* **Provided data**:

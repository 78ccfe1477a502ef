//! Mode-scoped dispatch: one command trie per CLI mode plus session state.

use routersim_core::RouterCore;
use routersim_types::error::Result;

use crate::interpreter::{CommandOutput, Environment, ModeChange};
use crate::mode::CliMode;
use crate::trie::CommandTrie;

/// Per-session state: the current mode and the ambient selections made by
/// `interface` and `router ospf`.
#[derive(Debug, Clone, PartialEq, Eq)]
pub struct Session {
    pub mode: CliMode,
    pub interface: Option<String>,
    pub ospf_process: Option<u32>,
}

impl Session {
    pub fn new() -> Self {
        Self {
            mode: CliMode::UserExec,
            interface: None,
            ospf_process: None,
        }
    }

    /// Apply a transition requested by a handler.
    ///
    /// Leaving interface or OSPF mode clears the corresponding selection.
    pub fn apply(&mut self, change: ModeChange) {
        let from = self.mode;
        match change {
            ModeChange::Enter(mode) => {
                self.mode = mode;
                if mode != CliMode::InterfaceConfig {
                    self.interface = None;
                }
                if mode != CliMode::OspfConfig {
                    self.ospf_process = None;
                }
            },
            ModeChange::Interface(name) => {
                self.mode = CliMode::InterfaceConfig;
                self.interface = Some(name);
                self.ospf_process = None;
            },
            ModeChange::Ospf(process_id) => {
                self.mode = CliMode::OspfConfig;
                self.ospf_process = Some(process_id);
                self.interface = None;
            },
        }
        log::info!("Mode {from} -> {}", self.mode);
    }
}

impl Default for Session {
    fn default() -> Self {
        Self::new()
    }
}

/// Routes input lines to the trie of the current mode.
#[derive(Debug)]
pub struct Dispatcher {
    tries: [CommandTrie; CliMode::COUNT],
    session: Session,
}

impl Dispatcher {
    /// Create a dispatcher with an empty trie for every mode.
    pub fn new() -> Self {
        Self {
            tries: std::array::from_fn(|_| CommandTrie::new()),
            session: Session::new(),
        }
    }

    /// Create a dispatcher with every built-in command registered.
    pub fn with_builtins() -> Self {
        let mut dispatcher = Self::new();
        crate::register_builtins(&mut dispatcher);
        dispatcher
    }

    pub fn trie(&self, mode: CliMode) -> &CommandTrie {
        &self.tries[mode.index()]
    }

    /// The trie for `mode`, for registration.
    pub fn trie_mut(&mut self, mode: CliMode) -> &mut CommandTrie {
        &mut self.tries[mode.index()]
    }

    pub fn session(&self) -> &Session {
        &self.session
    }

    pub fn mode(&self) -> CliMode {
        self.session.mode
    }

    /// Prompt for the current mode. The hostname is read from the router on
    /// every call so renames show up immediately.
    pub fn prompt(&self, router: &RouterCore) -> String {
        format!("{}{}", router.hostname(), self.session.mode.prompt_suffix())
    }

    /// Execute one input line in the current mode.
    ///
    /// A `?` on its own lists the mode's commands. Mode changes requested by
    /// the handler are applied before returning; the output is passed back
    /// so the caller can print any accompanying text. Errors leave the
    /// session untouched.
    pub fn dispatch(&mut self, router: &mut RouterCore, line: &str) -> Result<CommandOutput> {
        if line.trim() == "?" {
            return Ok(self.help());
        }

        let output = {
            let mut env = Environment {
                mode: self.session.mode,
                interface: self.session.interface.as_deref(),
                ospf_process: self.session.ospf_process,
                router,
            };
            self.tries[self.session.mode.index()].run(&mut env, line)?
        };

        if let CommandOutput::Mode { change, .. } = &output {
            self.session.apply(change.clone());
        }
        Ok(output)
    }

    fn help(&self) -> CommandOutput {
        let commands = self.trie(self.session.mode).commands();
        let width = commands.iter().map(|(path, _)| path.len()).max().unwrap_or(0);
        let lines: Vec<String> = commands
            .iter()
            .map(|(path, help)| format!("  {path:width$}  {help}"))
            .collect();
        CommandOutput::Text(lines.join("\n"))
    }
}

impl Default for Dispatcher {
    fn default() -> Self {
        Self::new()
    }
}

* **Work task**:
Please quote every record above exactly as it appears.

* **Output of the task**:
repository 78ccfe1477a502ef
//! Mode-scoped dispatch: one command trie per CLI mode plus session state.

use routersim_core::RouterCore;
use routersim_types::error::Result;

use crate::interpreter::{CommandOutput, Environment, ModeChange};
use crate::mode::CliMode;
use crate::trie::CommandTrie;

/// Per-session state: the current mode and the ambient selections made by
/// `interface` and `router ospf`.
#[derive(Debug, Clone, PartialEq, Eq)]
pub struct Session {
    pub mode: CliMode,
    pub interface: Option<String>,
    pub ospf_process: Option<u32>,
}

impl Session {
    pub fn new() -> Self {
        Self {
            mode: CliMode::UserExec,
            interface: None,
            ospf_process: None,
        }
    }

    /// Apply a transition requested by a handler.
    ///
    /// Leaving interface or OSPF mode clears the corresponding selection.
    pub fn apply(&mut self, change: ModeChange) {
        let from = self.mode;
        match change {
            ModeChange::Enter(mode) => {
                self.mode = mode;
                if mode != CliMode::InterfaceConfig {
                    self.interface = None;
                }
                if mode != CliMode::OspfConfig {
                    self.ospf_process = None;
                }
            },
            ModeChange::Interface(name) => {
                self.mode = CliMode::InterfaceConfig;
                self.interface = Some(name);
                self.ospf_process = None;
            },
            ModeChange::Ospf(process_id) => {
                self.mode = CliMode::OspfConfig;
                self.ospf_process = Some(process_id);
                self.interface = None;
            },
        }
        log::info!("Mode {from} -> {}", self.mode);
    }
}

impl Default for Session {
    fn default() -> Self {
        Self::new()
    }
}

/// Routes input lines to the trie of the current mode.
#[derive(Debug)]
pub struct Dispatcher {
    tries: [CommandTrie; CliMode::COUNT],
    session: Session,
}

impl Dispatcher {
    /// Create a dispatcher with an empty trie for every mode.
    pub fn new() -> Self {
        Self {
            tries: std::array::from_fn(|_| CommandTrie::new()),
            session: Session::new(),
        }
    }

    /// Create a dispatcher with every built-in command registered.
    pub fn with_builtins() -> Self {
        let mut dispatcher = Self::new();
        crate::register_builtins(&mut dispatcher);
        dispatcher
    }

    pub fn trie(&self, mode: CliMode) -> &CommandTrie {
        &self.tries[mode.index()]
    }

    /// The trie for `mode`, for registration.
    pub fn trie_mut(&mut self, mode: CliMode) -> &mut CommandTrie {
        &mut self.tries[mode.index()]
    }

    pub fn session(&self) -> &Session {
        &self.session
    }

    pub fn mode(&self) -> CliMode {
        self.session.mode
    }

    /// Prompt for the current mode. The hostname is read from the router on
    /// every call so renames show up immediately.
    pub fn prompt(&self, router: &RouterCore) -> String {
        format!("{}{}", router.hostname(), self.session.mode.prompt_suffix())
    }

    /// Execute one input line in the current mode.
    ///
    /// A `?` on its own lists the mode's commands. Mode changes requested by
    /// the handler are applied before returning; the output is passed back
    /// so the caller can print any accompanying text. Errors leave the
    /// session untouched.
    pub fn dispatch(&mut self, router: &mut RouterCore, line: &str) -> Result<CommandOutput> {
        if line.trim() == "?" {
            return Ok(self.help());
        }

        let output = {
            let mut env = Environment {
                mode: self.session.mode,
                interface: self.session.interface.as_deref(),
                ospf_process: self.session.ospf_process,
                router,
            };
            self.tries[self.session.mode.index()].run(&mut env, line)?
        };

        if let CommandOutput::Mode { change, .. } = &output {
            self.session.apply(change.clone());
        }
        Ok(output)
    }

    fn help(&self) -> CommandOutput {
        let commands = self.trie(self.session.mode).commands();
        let width = commands.iter().map(|(path, _)| path.len()).max().unwrap_or(0);
        let lines: Vec<String> = commands
            .iter()
            .map(|(path, help)| format!("  {path:width$}  {help}"))
            .collect();
        CommandOutput::Text(lines.join("\n"))
    }
}

impl Default for Dispatcher {
    fn default() -> Self {
        Self::new()
    }
}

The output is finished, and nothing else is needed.